L'ANACOLUTHE
1. Définition
L'Anacoluthe est une figure de construction (ou de rupture) qui consiste en une rupture syntaxique au sein d'une phrase. L'énoncé commence d'une certaine façon, suggérant une suite logique, mais la construction est brusquement modifiée, laissant la première partie en suspens ou sans lien grammatical avec la suite.
Elle crée un effet de surprise ou d'oralité, car elle mime le désordre de la pensée.
2. Histoire du procédé
Bien qu'elle soit courante dans le langage spontané, l'utilisation délibérée de l'Anacoluthe est un marqueur de style :
Antiquité : Dans la rhétorique classique (grecque et latine), l'Anacoluthe était considérée comme une faute de grammaire (barbarisme ou solécisme). Cependant, elle était parfois tolérée (ou même recherchée) pour simuler l'émotion, l'hésitation ou l'emportement dans les discours.
Théâtre Classique : Des dramaturges comme Racine ou Corneille l'utilisent pour exprimer la violence d'une passion, la surprise ou le trouble du personnage, montrant une pensée qui déraille sous l'effet de l'émotion.
Littérature Moderne (XXe siècle) : Elle est pleinement réhabilitée. Des auteurs (comme Céline) l'emploient pour reproduire le flux de la conscience ou l'oralité, le rythme parlé, souvent chargé de vulgarité ou d'authenticité brute.
3. Figures proches et Nuances
L'Anacoluthe est souvent mise en parallèle avec d'autres figures qui jouent sur la syntaxe :
| Figure de Style | Différence avec l'Anacoluthe |
| L'Ellipse | Omission de mots dont le sens est facilement rétabli par le contexte. L'Anacoluthe est une rupture qui crée une incohérence grammaticale. |
| L'Aposiopèse | Suspension brusque de la phrase (marquée par des points de suspension). L'Anacoluthe continue la phrase, mais avec une nouvelle structure non raccordée à la précédente. |
| Le Zeugma (ou Zeugme) | Rapprochement incongru (souvent humoristique) d'un terme concret et d'un terme abstrait sous un même verbe. L'Anacoluthe est une rupture de la fonction grammaticale des mots. |
4. Fonctions et effets
Exprimer l'Émotion : Sa fonction principale est de traduire le trouble, la passion, l'hésitation, l'effroi, ou l'emportement d'un locuteur.
Mimer l'Oralité : Elle donne un ton spontané, non littéraire, proche de la conversation de tous les jours.
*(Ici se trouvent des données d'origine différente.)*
//! Error types for the dashboard engine.

use crate::amount::Amount;
use crate::status::InvalidTransition;
use thiserror::Error;

/// Result type alias for engine operations
pub type Result<T> = std::result::Result<T, EngineError>;

/// Errors that end the run.
///
/// Everything per-record lives in [`RecordError`] instead: a bad row is
/// skipped and reported, never fatal.
#[derive(Error, Debug)]
pub enum EngineError {
    /// Failed to open or read an input file
    #[error("I/O error: {0}")]
    Io(#[from] std::io::Error),

    /// CSV reader failure
    #[error("CSV parsing error: {0}")]
    Csv(#[from] csv::Error),

    /// Missing input file argument
    #[error(
        "Missing input file argument. \
         Usage: streams-dashboard <events.csv> [--period <second|min|hour|day>] [--tokens <tokens.csv>]"
    )]
    MissingArgument,

    /// A flag was given without its value
    #[error("Flag {0} requires a value")]
    MissingFlagValue(String),

    /// Unrecognized command-line argument
    #[error("Unexpected argument `{0}`")]
    UnexpectedArgument(String),
}

/// Why a single journal row or stream was rejected.
///
/// These are isolated to the record that caused them; the rest of the batch
/// keeps processing.
#[derive(Error, Debug, Clone, PartialEq, Eq)]
pub enum RecordError {
    /// Stream identifier column is empty
    #[error("missing stream identifier")]
    MissingStream,

    /// Token identifier missing or empty
    #[error("missing token identifier")]
    MissingToken,

    /// Direction column absent on a create row
    #[error("missing direction")]
    MissingDirection,

    /// Direction value is neither `in` nor `out`
    #[error("unknown direction `{0}`")]
    UnknownDirection(String),

    /// Rate column absent on a create row
    #[error("missing per-second rate")]
    MissingRate,

    /// Rate value did not parse as a decimal
    #[error("unparseable rate `{0}`")]
    InvalidRate(String),

    /// Physically invalid negative rate
    #[error("negative rate `{0}`")]
    NegativeRate(Amount),

    /// Seconds column absent on an advance row
    #[error("missing seconds")]
    MissingSeconds,

    /// Seconds value did not parse as an integer
    #[error("unparseable seconds `{0}`")]
    InvalidSeconds(String),

    /// Physically invalid negative elapsed time
    #[error("negative elapsed seconds `{0}`")]
    NegativeElapsed(i64),

    /// Event kind not in the journal vocabulary
    #[error("unknown event `{0}`")]
    UnknownEvent(String),

    /// Event references a stream id that was never created
    #[error("no stream with id `{0}`")]
    UnknownStream(String),

    /// A create row reused an existing stream id
    #[error("duplicate stream id `{0}`")]
    DuplicateStream(String),

    /// A lifecycle event arrived in a state that does not permit it
    #[error(transparent)]
    Transition(#[from] InvalidTransition),
}

/// A per-row problem collected while replaying a journal.
///
/// Diagnostics are the queryable counterpart of the row-numbered log
/// warnings: consumers that want to surface skipped records (instead of
/// silently showing a smaller dashboard) read these.
#[derive(Debug, Clone, PartialEq, Eq)]
pub struct Diagnostic {
    /// 1-indexed CSV row the problem occurred on (the header is row 1)
    pub row: usize,

    /// The stream the row referred to, when one was named
    pub stream_id: Option<String>,

    /// What went wrong
    pub error: RecordError,
}
//! Decimal amount type for token values.
//!
//! Uses `rust_decimal` internally so accrual math stays exact: a rate of
//! `0.0001` per second over an hour must come out as `0.36`, not a float
//! approximation. Unlike display output, which rounds to three fractional
//! digits, intermediate values keep their full precision.

use rust_decimal::{Decimal, RoundingStrategy};
use std::fmt;
use std::ops::{Add, AddAssign, Mul};
use std::str::FromStr;

/// A token amount (or per-second rate) in the token's natural unit.
///
/// Wraps `rust_decimal::Decimal` without rescaling, suitable for monetary
/// calculations where sub-display precision matters. Display rounding is the
/// formatter's job, not this type's.
///
/// # Examples
///
/// ```
/// use std::str::FromStr;
/// use streams_dashboard::Amount;
///
/// let rate = Amount::from_str("0.0001").unwrap();
/// assert_eq!((rate * 3600).to_string(), "0.3600");
/// ```
#[derive(Debug, Clone, Copy, PartialEq, Eq, PartialOrd, Ord, Default)]
pub struct Amount(Decimal);

impl Amount {
    /// Zero value.
    pub const ZERO: Self = Amount(Decimal::ZERO);

    /// Creates a new `Amount` from a `Decimal`.
    pub fn new(value: Decimal) -> Self {
        Amount(value)
    }

    /// Returns `true` if this value is zero.
    pub fn is_zero(&self) -> bool {
        self.0.is_zero()
    }

    /// Returns `true` if this value is strictly negative.
    pub fn is_negative(&self) -> bool {
        self.0.is_sign_negative() && !self.0.is_zero()
    }

    /// Rounds to `dp` fractional digits, half away from zero.
    ///
    /// This is the rounding the display formatter applies; bankers' rounding
    /// (the `rust_decimal` default) would turn `4.2005` into `4.200` where
    /// the dashboard historically showed `4.201`.
    pub fn round_dp(&self, dp: u32) -> Self {
        Amount(
            self.0
                .round_dp_with_strategy(dp, RoundingStrategy::MidpointAwayFromZero),
        )
    }
}

impl FromStr for Amount {
    type Err = rust_decimal::Error;

    fn from_str(s: &str) -> std::result::Result<Self, Self::Err> {
        let trimmed = s.trim();
        let decimal = Decimal::from_str(trimmed)?;
        Ok(Amount(decimal))
    }
}

impl fmt::Display for Amount {
    fn fmt(&self, f: &mut fmt::Formatter<'_>) -> fmt::Result {
        self.0.fmt(f)
    }
}

impl Add for Amount {
    type Output = Self;

    fn add(self, rhs: Self) -> Self::Output {
        Amount(self.0 + rhs.0)
    }
}

impl AddAssign for Amount {
    fn add_assign(&mut self, rhs: Self) {
        self.0 += rhs.0;
    }
}

/// Scaling by a whole number of seconds (elapsed time or a period length).
impl Mul<u64> for Amount {
    type Output = Self;

    fn mul(self, rhs: u64) -> Self::Output {
        Amount(self.0 * Decimal::from(rhs))
    }
}

#[cfg(test)]
mod tests {
    use super::*;

    #[test]
    fn test_from_str_preserves_scale() {
        let a = Amount::from_str("1.0").unwrap();
        assert_eq!(a.to_string(), "1.0");

        let a = Amount::from_str("0.0001").unwrap();
        assert_eq!(a.to_string(), "0.0001");

        let a = Amount::from_str("  2.5  ").unwrap();
        assert_eq!(a.to_string(), "2.5");
    }

    #[test]
    fn test_from_str_rejects_garbage() {
        assert!(Amount::from_str("abc").is_err());
        assert!(Amount::from_str("").is_err());
    }

    #[test]
    fn test_addition_is_exact() {
        let a = Amount::from_str("1.2").unwrap();
        let b = Amount::from_str("0.0005").unwrap();
        let c = Amount::from_str("3.0").unwrap();

        let sum = a + b + c;
        assert_eq!(sum, Amount::from_str("4.2005").unwrap());
    }

    #[test]
    fn test_mul_by_seconds() {
        let rate = Amount::from_str("0.0001").unwrap();
        assert_eq!(rate * 3600, Amount::from_str("0.36").unwrap());
        assert_eq!(rate * 0, Amount::ZERO);
    }

    #[test]
    fn test_round_dp_half_away_from_zero() {
        let a = Amount::from_str("4.2005").unwrap();
        assert_eq!(a.round_dp(3), Amount::from_str("4.201").unwrap());

        let b = Amount::from_str("0.0012").unwrap();
        assert_eq!(b.round_dp(3), Amount::from_str("0.001").unwrap());
    }

    #[test]
    fn test_sign_queries() {
        assert!(Amount::ZERO.is_zero());
        assert!(!Amount::ZERO.is_negative());
        assert!(Amount::from_str("-0.5").unwrap().is_negative());
        assert!(!Amount::from_str("0.5").unwrap().is_negative());
    }
}
//! Token verification endpoints.

use axum::extract::{Extension, State};
use axum::http::{HeaderMap, Uri};
use axum::Json;
use keyway_core::models::InternalClaims;
use tracing::debug;

use crate::AppState;
use crate::error::AppResult;
use crate::middleware::auth::{AuthenticatedUser, query_param, verify_request};
use crate::models::VerifyResponse;

/// `GET /auth/verify?audience=`: claims of the presented token, or 401 with
/// the failure kind. A product passes its own id as `audience` to accept
/// tokens scoped to it.
pub async fn verify_handler(
    State(state): State<AppState>,
    headers: HeaderMap,
    uri: Uri,
) -> AppResult<Json<VerifyResponse>> {
    let audience = query_param(uri.query(), "audience");
    let claims = verify_request(&state, &headers, uri.query(), audience.as_deref()).inspect_err(|e| {
        debug!(kind = e.kind(), "token verification failed");
    })?;
    Ok(Json(VerifyResponse {
        valid: true,
        claims,
    }))
}

/// `GET /auth/me`: the authenticated caller's claims.
pub async fn me_handler(Extension(AuthenticatedUser(claims)): Extension<AuthenticatedUser>) -> Json<InternalClaims> {
    Json(claims)
}
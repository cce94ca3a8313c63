//! Shared harness: a broker router wired to a scripted IdP, plus a mock
//! back-channel product on an ephemeral port.

#![allow(dead_code)]

use std::collections::HashMap;
use std::sync::atomic::{AtomicUsize, Ordering};
use std::sync::{Arc, Mutex};
use std::time::Duration;

use async_trait::async_trait;
use axum::body::Body;
use axum::http::header::{LOCATION, SET_COOKIE};
use axum::http::{HeaderMap, Request, StatusCode};
use axum::routing::post;
use axum::{Json, Router};
use axum_extra::extract::cookie::Cookie;
use base64::Engine;
use base64::engine::general_purpose::URL_SAFE_NO_PAD;
use keyway_api::AppState;
use keyway_core::config::{BrokerConfig, parse_products};
use keyway_core::handoff::HandoffLedger;
use keyway_core::idp::{IdentityProvider, IdpError, IdpExchange};
use keyway_core::models::IdentityClaims;
use keyway_core::session::{MemorySessionStore, SessionStore};
use sha2::{Digest, Sha256};
use tower::ServiceExt;
use url::Url;

pub const SIGNING_SECRET: &str = "test-signing-secret-0123456789abcdef";
pub const PRODUCT_B_SECRET: &str = "product-b-shared-secret";
pub const GOOD_CODE: &str = "good-code";

/// IdP double that accepts [`GOOD_CODE`] and records what it was asked.
///
/// Like a real IdP it refuses a verifier that does not hash to a challenge
/// it handed out.
#[derive(Default)]
pub struct MockIdp {
    pub fail_logout: bool,
    /// Delay before the server-side logout answers.
    pub logout_delay: Option<Duration>,
    /// Offer a browser end-session endpoint.
    pub end_session: bool,
    pub challenges: Mutex<Vec<String>>,
    pub verifiers: Mutex<Vec<String>>,
    pub logout_hints: Mutex<Vec<Option<String>>>,
    pub logout_calls: AtomicUsize,
}

fn s256(verifier: &str) -> String {
    URL_SAFE_NO_PAD.encode(Sha256::digest(verifier.as_bytes()))
}

#[async_trait]
impl IdentityProvider for MockIdp {
    fn authorization_url(&self, state: &str, code_challenge: &str, redirect_uri: &Url) -> Url {
        self.challenges.lock().unwrap().push(code_challenge.to_string());
        let mut url = Url::parse("https://idp.test/authorize").unwrap();
        url.query_pairs_mut()
            .append_pair("state", state)
            .append_pair("code_challenge", code_challenge)
            .append_pair("redirect_uri", redirect_uri.as_str());
        url
    }

    async fn exchange_code(
        &self,
        code: &str,
        code_verifier: &str,
        _redirect_uri: &Url,
    ) -> Result<IdpExchange, IdpError> {
        self.verifiers.lock().unwrap().push(code_verifier.to_string());
        if code != GOOD_CODE {
            return Err(IdpError::Rejected("invalid_grant".into()));
        }
        if !code_verifier.is_empty()
            && !self.challenges.lock().unwrap().contains(&s256(code_verifier))
        {
            return Err(IdpError::Rejected("pkce verification failed".into()));
        }
        Ok(IdpExchange {
            claims: IdentityClaims {
                sub: "auth0|42".into(),
                email: Some("ada@example.com".into()),
                name: Some("Ada".into()),
                picture: None,
                roles: vec!["admin".into()],
                permissions: vec!["read:reports".into()],
            },
            id_token: Some("idt-1".into()),
        })
    }

    fn end_session_redirect(&self, id_token_hint: Option<&str>, return_to: &Url) -> Option<Url> {
        if !self.end_session {
            return None;
        }
        let mut url = Url::parse("https://idp.test/v2/logout").unwrap();
        url.query_pairs_mut()
            .append_pair("id_token_hint", id_token_hint.unwrap_or_default())
            .append_pair("returnTo", return_to.as_str());
        Some(url)
    }

    async fn federated_logout(&self, id_token_hint: Option<&str>) -> Result<(), IdpError> {
        self.logout_calls.fetch_add(1, Ordering::SeqCst);
        self.logout_hints
            .lock()
            .unwrap()
            .push(id_token_hint.map(str::to_string));
        if let Some(delay) = self.logout_delay {
            tokio::time::sleep(delay).await;
        }
        if self.fail_logout {
            Err(IdpError::Unreachable("connection refused".into()))
        } else {
            Ok(())
        }
    }
}

/// What the mock product's session endpoint saw.
#[derive(Debug, Clone)]
pub struct ProductCall {
    pub authorization: Option<String>,
    pub body: serde_json::Value,
}

/// Start a mock back-channel product answering with `status`.
pub async fn spawn_product(status: StatusCode) -> (Url, Arc<Mutex<Vec<ProductCall>>>) {
    spawn_product_with_delay(status, Duration::ZERO).await
}

/// Like [`spawn_product`], but the session endpoint takes `delay` to answer.
pub async fn spawn_product_with_delay(
    status: StatusCode,
    delay: Duration,
) -> (Url, Arc<Mutex<Vec<ProductCall>>>) {
    let calls: Arc<Mutex<Vec<ProductCall>>> = Arc::default();
    let recorded = Arc::clone(&calls);
    let app = Router::new().route(
        "/internal/sso/session",
        post(move |headers: HeaderMap, Json(body): Json<serde_json::Value>| {
            let recorded = Arc::clone(&recorded);
            async move {
                recorded.lock().unwrap().push(ProductCall {
                    authorization: headers
                        .get("authorization")
                        .and_then(|v| v.to_str().ok())
                        .map(str::to_string),
                    body,
                });
                tokio::time::sleep(delay).await;
                status
            }
        }),
    );
    let listener = tokio::net::TcpListener::bind("127.0.0.1:0").await.unwrap();
    let addr = listener.local_addr().unwrap();
    tokio::spawn(async move {
        axum::serve(listener, app).await.unwrap();
    });
    let endpoint = Url::parse(&format!("http://{addr}/internal/sso/session")).unwrap();
    (endpoint, calls)
}

/// Broker under test plus handles to its shared state.
pub struct Harness {
    pub app: Router,
    pub state: AppState,
    pub idp: Arc<MockIdp>,
    pub sessions: Arc<MemorySessionStore>,
    pub ledger: Arc<HandoffLedger>,
}

pub fn config(session_endpoint: &Url) -> BrokerConfig {
    let vars: HashMap<&str, &str> = HashMap::from([
        ("KEYWAY_SIGNING_SECRET", SIGNING_SECRET),
        ("KEYWAY_CALLBACK_URL", "https://sso.example.com/auth/callback"),
        ("KEYWAY_DEFAULT_REDIRECT", "https://portal.example.com/"),
        ("KEYWAY_ERROR_REDIRECT", "https://sso.example.com/error"),
        ("KEYWAY_ROOT_DOMAIN", "example.com"),
        ("KEYWAY_HANDOFF_TIMEOUT_SECS", "2"),
        ("KEYWAY_IDP_TIMEOUT_SECS", "2"),
        ("OIDC_ISSUER_URL", "https://idp.test/"),
        ("OIDC_CLIENT_ID", "client"),
        ("OIDC_CLIENT_SECRET", "secret"),
    ]);
    let mut config = BrokerConfig::from_lookup(|k| vars.get(k).map(|v| v.to_string())).unwrap();
    config.products = parse_products(&format!(
        r#"
products:
  - id: productA
    delivery: direct
    callbackUrl: https://a.example/auth/sso-callback
    cookieDomain: .a.example
    clientCookie: true
    cookieAliases: [productA_token]
  - id: productB
    delivery: back-channel
    callbackUrl: https://b.example/auth/callback
    sessionEndpoint: {session_endpoint}
    sharedSecret: {PRODUCT_B_SECRET}
"#
    ))
    .unwrap();
    config
}

pub fn harness(config: BrokerConfig, idp: MockIdp) -> Harness {
    let idp = Arc::new(idp);
    let sessions = Arc::new(MemorySessionStore::default());
    let ledger = Arc::new(HandoffLedger::new());
    let state = AppState::new(
        config,
        Arc::clone(&sessions) as Arc<dyn SessionStore>,
        Arc::clone(&idp) as Arc<dyn IdentityProvider>,
        Arc::clone(&ledger),
    );
    Harness {
        app: keyway_api::router(state.clone()),
        state,
        idp,
        sessions,
        ledger,
    }
}

/// Parsed response: status, `Location`, and every `Set-Cookie`.
pub struct Reply {
    pub status: StatusCode,
    pub location: Option<Url>,
    pub cookies: Vec<Cookie<'static>>,
    pub body: serde_json::Value,
}

impl Reply {
    pub fn cookie(&self, name: &str, domain: Option<&str>) -> Option<&Cookie<'static>> {
        self.cookies
            .iter()
            .find(|c| c.name() == name && c.domain() == domain)
    }

    pub fn query(&self, key: &str) -> Option<String> {
        self.location
            .as_ref()?
            .query_pairs()
            .find(|(k, _)| k == key)
            .map(|(_, v)| v.into_owned())
    }
}

impl Harness {
    pub async fn send(&self, req: Request<Body>) -> Reply {
        let resp = self.app.clone().oneshot(req).await.unwrap();
        let status = resp.status();
        let location = resp
            .headers()
            .get(LOCATION)
            .map(|v| Url::parse(v.to_str().unwrap()).unwrap());
        let cookies = resp
            .headers()
            .get_all(SET_COOKIE)
            .iter()
            .map(|v| Cookie::parse(v.to_str().unwrap().to_string()).unwrap())
            .collect();
        let bytes = axum::body::to_bytes(resp.into_body(), usize::MAX).await.unwrap();
        let body = serde_json::from_slice(&bytes).unwrap_or(serde_json::Value::Null);
        Reply {
            status,
            location,
            cookies,
            body,
        }
    }

    pub async fn get(&self, uri: &str, sid: Option<&str>) -> Reply {
        let mut req = Request::builder().uri(uri);
        if let Some(sid) = sid {
            req = req.header("cookie", format!("keyway_sid={sid}"));
        }
        self.send(req.body(Body::empty()).unwrap()).await
    }

    /// Run login then callback; returns the callback reply and the session
    /// id the browser holds afterwards.
    pub async fn login(&self, query: &str) -> (Reply, String) {
        let started = self.get(&format!("/auth/login?{query}"), None).await;
        assert_eq!(started.status, StatusCode::FOUND);
        let sid = started
            .cookie("keyway_sid", None)
            .expect("session cookie")
            .value()
            .to_string();
        let state = started.query("state").expect("state param");
        let reply = self
            .get(
                &format!("/auth/callback?code={GOOD_CODE}&state={state}"),
                Some(&sid),
            )
            .await;
        let sid = reply
            .cookie("keyway_sid", None)
            .map(|c| c.value().to_string())
            .unwrap_or(sid);
        (reply, sid)
    }
}
//! Login initiation: remember where the user is going, then send them to
//! the IdP.

use base64::Engine;
use base64::engine::general_purpose::URL_SAFE_NO_PAD;
use chrono::Utc;
use keyway_core::redirect::validate_return_to;
use keyway_core::session::{PendingLogin, Session};
use rand::RngCore;
use sha2::{Digest, Sha256};
use tracing::{debug, info};

use crate::AppState;
use crate::error::{AppError, AppResult};
use crate::models::LoginParams;
use crate::services::cookies::{RedirectWithCookies, session_cookie};

/// Random URL-safe token from `len` bytes of entropy.
fn random_token(len: usize) -> String {
    let mut bytes = vec![0u8; len];
    rand::rng().fill_bytes(&mut bytes);
    URL_SAFE_NO_PAD.encode(bytes)
}

/// S256 code challenge for a PKCE verifier.
fn s256_challenge(verifier: &str) -> String {
    URL_SAFE_NO_PAD.encode(Sha256::digest(verifier.as_bytes()))
}

/// Record a pending login in the caller's session and build the IdP
/// authorization redirect.
///
/// Repeated calls overwrite the pending login; the last one wins.
pub async fn begin_login(
    state: &AppState,
    session: Option<Session>,
    params: LoginParams,
) -> AppResult<RedirectWithCookies> {
    let product_id = params.product_id.filter(|p| !p.trim().is_empty());
    if let Some(id) = &product_id
        && state.config.product(id).is_none()
    {
        return Err(AppError::Validation(format!("Unknown productId: {id}")));
    }

    let return_to = match params.return_to.as_deref().filter(|r| !r.trim().is_empty()) {
        Some(raw) => Some(validate_return_to(raw, &state.config.redirect_allowlist())?),
        None => None,
    };

    let mut session = session.unwrap_or_else(|| {
        debug!("starting new browser session");
        Session::new()
    });

    // 32 bytes encode to a 43 character verifier, the RFC 7636 minimum.
    let verifier = random_token(32);
    let challenge = s256_challenge(&verifier);
    let oauth_state = random_token(24);

    session.pending = Some(PendingLogin {
        product_id: product_id.clone(),
        return_to,
        state: oauth_state.clone(),
        pkce_verifier: verifier,
        created_at: Utc::now(),
    });
    let session_id = session.id.clone();
    state.sessions.set(session).await?;

    let location = state
        .idp
        .authorization_url(&oauth_state, &challenge, &state.config.callback_url);

    info!(product_id = ?product_id, "login started");
    Ok(RedirectWithCookies::to(location).with_cookie(session_cookie(&state.cookies, &session_id)))
}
Mettre en Relief : L'élément placé en tête de phrase avant la rupture est mis en évidence, forçant le lecteur à y prêter une attention particulière.
Effet Comique/Ironique : Lorsqu'elle est utilisée avec maladresse par un personnage, elle peut souligner sa confusion ou son ridicule.
5. Stylistique
L'Anacoluthe se produit souvent lorsque :
Le sujet grammatical change en cours de phrase sans que la structure soit ajustée.
Un complément (souvent un participe ou un gérondif) se rapporte à un terme qui n'est pas le sujet du verbe principal.
6. Exemples célèbres
a. Théâtre classique
« Exilé sur le sol au milieu des huées,
Ses ailes de géant l'empêchent de marcher. »
(Charles Baudelaire, Les Fleurs du Mal, "L'Albatros")
Rupture : Le participe "Exilé" se rapporte logiquement à "L'Albatros", mais est suivi d'une phrase dont le sujet est "Ses ailes".
b. Prose et roman (récits)
« Le nez de Cléopâtre, s’il eût été plus court, toute la face de la terre aurait changé. »
(Blaise Pascal, Pensées)
Rupture : La première partie place le "nez" en sujet de la condition, mais c'est la "face de la terre" qui est le sujet de la conséquence. Une construction correcte aurait été : "Si le nez de Cléopâtre..."
c. Langage courant
L'Anacoluthe est très courante dans la langue parlée :
« Moi, je trouve que ça va très bien. » (Le pronom Moi est mis en avant, puis la phrase redémarre avec je.)